What I quickly discovered is that just trying to capture and emit an error from a recursive call stack is already a bit funky. Simply returning false in your function doesn’t work because calls lower on the stack may return true; and since we’re (kind of) “building a value” it only matters what the final call returns. This approach won’t work:

// Will only return false if the last call in the stack returns false function validate(data, schema) { for (let item of data) { for (let rule of schema) { let field = item[rule.name]; let required = rule.required; if (required && !field) return false; // Recurse if (Array.isArray(field)) { validate(field, schema); } } } return true; }

Using recursion is more like a leap of faith - you are handing over control to the JS engine over an unbounded data set; it’s quite reminiscent to the manner in which higher order functions operate with Array and Object collections. For example, forEach is a powerful and declarative alternative to for and for..of/in loops until you find yourself needing to skip over an iteration or break out of the loop. Keywords like continue and break are unavailable in Array and Object collection methods – these are closed iterators.

Your only recourse in a recursive function is relying on outer calls – since the call stack is LIFO - to set that flag and pass it through each stack layer. So capturing and emitting an error from your recursive function might look like this:

function validate(data, schema, errors = []) { for (let item of data) { for (let rule of schema) { let field = item[rule.name]; let required = rule.required; if (required && !field) { errors.push(error); } // Recurse if (Array.isArray(field)) { validate(field, schema, errors); } } } return errors; }

If our program requirements suggest we want to parse the entire org chart for bad data, this function will give us a result array we can further process to report errors. But for my purpose, there’s too big a potential cost of unnecessary runs while a large call stack is cleared for a large org chart.

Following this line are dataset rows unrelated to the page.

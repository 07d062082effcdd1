// Interactive console session.
//
// Every submitted message is screened on its own task, so a slow classifier
// call for one user never holds up anyone else. Administrative commands run
// inline, one at a time.

use super::commands::{Command, HELP};
use super::Error;
use crate::core::guard::{GuardOutcome, MessageGuard};
use crate::core::ledger::{LedgerStore, ViolationLogEntry};
use crate::core::rules::RuleStore;
use crate::core::text::truncate_chars;
use chrono::{Duration, Utc};
use std::sync::Arc;
use tokio::io::{AsyncBufReadExt, BufReader};
use tokio::task::JoinSet;

const HISTORY_LIMIT: usize = 10;
const REPORT_LIMIT: usize = 50;
const PREVIEW_CHARS: usize = 60;

pub struct ConsoleSession<R: RuleStore + 'static, L: LedgerStore + 'static> {
    guard: Arc<MessageGuard<R, L>>,
}

impl<R: RuleStore + 'static, L: LedgerStore + 'static> ConsoleSession<R, L> {
    pub fn new(guard: Arc<MessageGuard<R, L>>) -> Self {
        Self { guard }
    }

    /// Read commands from stdin until `/quit` or end of input.
    pub async fn run(&self) -> anyhow::Result<()> {
        println!("Moderation console ready. Type /help for commands.");
        let mut lines = BufReader::new(tokio::io::stdin()).lines();
        let mut in_flight = JoinSet::new();

        while let Some(line) = lines.next_line().await? {
            let command = match Command::parse(&line) {
                Ok(Some(command)) => command,
                Ok(None) => continue,
                Err(e) => {
                    println!("❌ {}", e);
                    continue;
                }
            };

            match command {
                Command::Quit => break,
                Command::Message { user_id, text } => {
                    self.spawn_screening(&mut in_flight, user_id, text)
                }
                other => match self.execute(other).await {
                    Ok(reply) => println!("{}", reply),
                    Err(e) => {
                        tracing::error!(error = %e, "Console command failed");
                        println!("❌ {}", e);
                    }
                },
            }
        }

        // Let messages that are still being screened finish
        while in_flight.join_next().await.is_some() {}
        tracing::info!("Console session ended");
        Ok(())
    }

    fn spawn_screening(&self, tasks: &mut JoinSet<()>, user_id: u64, text: String) {
        let guard = Arc::clone(&self.guard);
        tasks.spawn(async move {
            match guard.screen(user_id, &text).await {
                Ok(outcome) => println!("{}", describe_outcome(user_id, &outcome)),
                Err(e) => {
                    tracing::error!(user_id, error = %e, "Failed to screen message");
                    println!("❌ [{}] message could not be processed: {}", user_id, e);
                }
            }
        });
    }

    /// Run one command and return the reply text.
    pub async fn execute(&self, command: Command) -> Result<String, Error> {
        let guard = &self.guard;
        let reply = match command {
            Command::Message { user_id, text } => {
                let outcome = guard.screen(user_id, &text).await?;
                describe_outcome(user_id, &outcome)
            }
            Command::Ban {
                user_id,
                minutes,
                reason,
            } => {
                let duration = (minutes > 0).then(|| Duration::minutes(i64::from(minutes)));
                let status = guard.ledger().ban_user(user_id, &reason, duration).await?;
                match status.until {
                    Some(until) => format!(
                        "🚫 User {} banned until {}: {}",
                        user_id,
                        until.format("%Y-%m-%d %H:%M UTC"),
                        reason
                    ),
                    None => format!("🚫 User {} banned until unbanned: {}", user_id, reason),
                }
            }
            Command::Unban { user_id } => {
                guard.ledger().unban_user(user_id).await?;
                let count = guard.ledger().violation_count(user_id).await?;
                format!(
                    "✅ User {} unbanned ({} active violation(s) still count toward escalation)",
                    user_id, count
                )
            }
            Command::Violations { user_id } => self.describe_user(user_id).await?,
            Command::Clear { user_id } => {
                let removed = guard.ledger().clear_violations(user_id).await?;
                guard.rate().reset_violations(user_id);
                format!(
                    "✅ Cleared {} violation(s) and the rate counter of user {}",
                    removed, user_id
                )
            }
            Command::Report => {
                let since = Utc::now() - Duration::hours(24);
                let entries = guard
                    .ledger()
                    .recent_violations(since, REPORT_LIMIT)
                    .await?;
                if entries.is_empty() {
                    "No violations in the last 24 hours".to_string()
                } else {
                    let mut out = format!("📋 {} violation(s) in the last 24 hours", entries.len());
                    for entry in &entries {
                        out.push('\n');
                        out.push_str(&describe_entry(entry, true));
                    }
                    out
                }
            }
            Command::AddWord {
                category,
                word,
                severity,
            } => {
                let added = guard
                    .engine()
                    .rules()
                    .add_stop_word(&word, &category, severity)
                    .await?;
                if added {
                    format!("✅ Added '{}' to category '{}'", word, category)
                } else {
                    format!("'{}' is already in category '{}'", word, category)
                }
            }
            Command::AddCombo {
                word_a,
                word_b,
                category,
                severity,
            } => {
                let added = guard
                    .engine()
                    .rules()
                    .add_combination(&word_a, &word_b, &category, severity)
                    .await?;
                if added {
                    format!("✅ Added combination '{}' + '{}' ({})", word_a, word_b, category)
                } else {
                    format!("Combination '{}' + '{}' already exists", word_a, word_b)
                }
            }
            Command::Reload => {
                guard.engine().rules().reload().await?;
                "✅ Rules reloaded".to_string()
            }
            Command::Status => self.describe_status(),
            Command::ResetClassifiers => {
                guard.gateway().reset_failures();
                "✅ Classifier failure counters reset".to_string()
            }
            Command::Help => HELP.to_string(),
            Command::Quit => "Bye".to_string(),
        };
        Ok(reply)
    }

    async fn describe_user(&self, user_id: u64) -> Result<String, Error> {
        let ledger = self.guard.ledger();
        let state = ledger.active_state(user_id).await?;
        let history = ledger.violation_history(user_id, HISTORY_LIMIT).await?;
        let tier = self.guard.tier_for(user_id);
        let rate = self.guard.rate().user_stats(user_id);
        let limit = self.guard.rate().check_limit(user_id, tier);

        let mut out = format!(
            "User {}\nActive violations: {}",
            user_id, state.violations_count
        );
        if let Some(expire) = state.violations_expire_at {
            out.push_str(&format!(" (window ends {})", expire.format("%Y-%m-%d %H:%M UTC")));
        }
        if state.is_banned {
            let until = state
                .ban_until
                .map(|t| t.format("%Y-%m-%d %H:%M UTC").to_string())
                .unwrap_or_else(|| "unbanned".to_string());
            out.push_str(&format!(
                "\nBanned until {}: {}",
                until,
                state.ban_reason.as_deref().unwrap_or("no reason")
            ));
        }
        out.push_str(&format!(
            "\nRate ({} tier): {} request(s) in window, {} rate violation(s)",
            tier, rate.requests_in_window, rate.violations
        ));
        if let Some(reset) = limit.seconds_to_reset {
            out.push_str(&format!(", limited for {:.0}s", reset));
        }

        if history.is_empty() {
            out.push_str("\nNo recorded violations");
        } else {
            out.push_str("\nRecent violations:");
            for entry in &history {
                out.push('\n');
                out.push_str(&describe_entry(entry, false));
            }
        }
        Ok(out)
    }

    fn describe_status(&self) -> String {
        let rules = self.guard.engine().rules().snapshot();
        let mut out = format!(
            "Rules: {} categories, {} combinations, {} spam patterns",
            rules.category_count(),
            rules.combination_count(),
            rules.spam_patterns().len()
        );

        let limits = self.guard.rate().limits();
        out.push_str(&format!(
            "\nRate limits: default {}, admin {}, new user {} per {}s",
            limits.default.max_requests,
            limits.admin.max_requests,
            limits.new_user.max_requests,
            limits.default.interval.as_secs()
        ));

        let gateway = self.guard.gateway();
        if !gateway.is_enabled() {
            out.push_str("\nClassifiers: none configured");
        }
        for health in gateway.health() {
            out.push_str(&format!(
                "\n{} classifier {}: {} consecutive failure(s){}",
                health.role,
                health.name,
                health.consecutive_failures,
                if health.skipped { " (skipped)" } else { "" }
            ));
        }
        out
    }
}

fn describe_entry(entry: &ViolationLogEntry, with_user: bool) -> String {
    let who = if with_user {
        format!("user {} ", entry.user_id)
    } else {
        String::new()
    };
    format!(
        "  {} {}[{}] {} | \"{}\"",
        entry.occurred_at.format("%Y-%m-%d %H:%M"),
        who,
        entry.kind,
        entry.reason,
        truncate_chars(&entry.message_text, PREVIEW_CHARS)
    )
}

/// Human-readable line for a screening outcome.
pub fn describe_outcome(user_id: u64, outcome: &GuardOutcome) -> String {
    match outcome {
        GuardOutcome::Allowed => format!("✅ [{}] message accepted", user_id),
        GuardOutcome::Bypassed => format!("✅ [{}] message accepted (privileged)", user_id),
        GuardOutcome::RateLimited {
            seconds_to_reset,
            violation_count,
        } => format!(
            "⏳ [{}] too many requests, try again in {:.0}s (rate violation #{})",
            user_id, seconds_to_reset, violation_count
        ),
        GuardOutcome::Banned { reason, until } => {
            let until = until
                .as_ref()
                .map(|t| format!(" until {}", t.format("%Y-%m-%d %H:%M UTC")))
                .unwrap_or_default();
            format!(
                "🚫 [{}] you are banned{}: {}",
                user_id,
                until,
                reason.as_deref().unwrap_or("no reason given")
            )
        }
        GuardOutcome::Warned { reason, count } => format!(
            "⚠️ [{}] warning #{}: {}. Further violations lead to a ban.",
            user_id, count, reason
        ),
        GuardOutcome::BanApplied {
            minutes,
            reason,
            count,
        } => format!(
            "🚫 [{}] violation #{}: {}. Banned for {} minute(s).",
            user_id, count, reason, minutes
        ),
    }
}

#[cfg(test)]
mod tests {
    use super::*;
    use crate::core::classifier::ClassifierGateway;
    use crate::core::guard::StaticUserDirectory;
    use crate::core::ledger::ViolationLedger;
    use crate::core::moderation::{LocalFilter, ModerationEngine};
    use crate::core::rate::RateGuard;
    use crate::core::rules::RuleSet;
    use crate::infra::ledger::InMemoryLedgerStore;
    use crate::infra::rules::JsonRuleStore;
    use tempfile::TempDir;

    async fn session(dir: &TempDir) -> ConsoleSession<JsonRuleStore, InMemoryLedgerStore> {
        let rules = RuleSet::load(JsonRuleStore::new(dir.path().join("rules.json"))).await;
        let guard = MessageGuard::new(
            RateGuard::default(),
            ModerationEngine::new(Arc::new(rules), LocalFilter::default()),
            ClassifierGateway::disabled(),
            ViolationLedger::new(InMemoryLedgerStore::new()),
            Box::new(StaticUserDirectory::default()),
        );
        ConsoleSession::new(Arc::new(guard))
    }

    async fn run(
        session: &ConsoleSession<JsonRuleStore, InMemoryLedgerStore>,
        line: &str,
    ) -> String {
        let command = Command::parse(line).unwrap().unwrap();
        session.execute(command).await.unwrap()
    }

    #[tokio::test]
    async fn test_added_word_takes_effect() {
        let dir = tempfile::tempdir().unwrap();
        let session = session(&dir).await;

        assert!(run(&session, "10 play roulette tonight").await.contains("accepted"));
        assert!(run(&session, "/addword gambling roulette high").await.starts_with("✅"));

        let reply = run(&session, "10 play roulette tonight").await;
        assert!(reply.contains("warning #1"));
        assert!(reply.contains("category: gambling"));
    }

    #[tokio::test]
    async fn test_violations_report_and_clear() {
        let dir = tempfile::tempdir().unwrap();
        let session = session(&dir).await;
        run(&session, "/addword gambling roulette").await;
        run(&session, "11 roulette").await;

        let details = run(&session, "/violations 11").await;
        assert!(details.contains("Active violations: 1"));
        assert!(details.contains("Rate (default tier): 1 request(s)"));
        assert!(details.contains("roulette"));

        assert!(run(&session, "/report").await.contains("user 11"));

        assert!(run(&session, "/clear 11").await.contains("Cleared 1 violation"));
        assert!(run(&session, "/violations 11").await.contains("No recorded violations"));
    }

    #[tokio::test]
    async fn test_manual_ban_and_unban() {
        let dir = tempfile::tempdir().unwrap();
        let session = session(&dir).await;

        assert!(run(&session, "/ban 12 0 abuse").await.contains("until unbanned"));
        assert!(run(&session, "12 hello").await.contains("banned"));

        assert!(run(&session, "/unban 12").await.contains("0 active violation"));
        assert!(run(&session, "12 hello").await.contains("accepted"));
    }

    #[tokio::test]
    async fn test_status_without_classifiers() {
        let dir = tempfile::tempdir().unwrap();
        let session = session(&dir).await;

        let status = run(&session, "/status").await;
        assert!(status.contains("Rules: 0 categories"));
        assert!(status.contains("default 20, admin 100, new user 10 per 60s"));
        assert!(status.contains("none configured"));
    }
}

In order to stop processing the org chart and return an invalid result early, we need a solution that stops execution entirely when the invalid check is entered in the outermost call. Alas, the solution ends up being rather elegant and simple, though counter-intuitive. Rather than returning (false, an error list, etc…), you can throw and thereby forcibly halt the engine’s execution of the code. Here’s an example with throw:

function validate(data, schema) { for (let item of data) { for (let rule of schema) { let field = item[rule.name]; let required = rule.required; // It's even one less character to write! 🤣 // Also now we have total control over the exception content if (required && !field) throw new MissingFieldError(item, rule); // Recurse if (Array.isArray(field)) { validate(field, schema); } } } return true; }

Day in, day out we work constantly with client applications that only trhow as a result of unintended bugs in the program. But we can take advantage of this standard JavaScript behavior and erect an appropriate error boundary. Remember:

Execution of the current function will stop (the statements after throw won’t be executed), and control will be passed to the first catch block in the call stack. 🔗

Therefore we can rename and wrap our recursive function that throws, and put it inside an error boundary to achieve that early break we want. This approach even comes with the added advantage of declaring the content of our user-defined exception at throw site; eg, utilizing meaningful error constructors or factories like missingFieldError().

function validate(data, schema) { try { validateInner(data, schema); } catch (error) { // returns new MissingFieldError()! return error; } return true; }

Even more, the elegance of this design with an outer try/catch allows for separate testing of our validation business logic – the rules against which bad data throw – and error handling – what errors we emit for certain cases.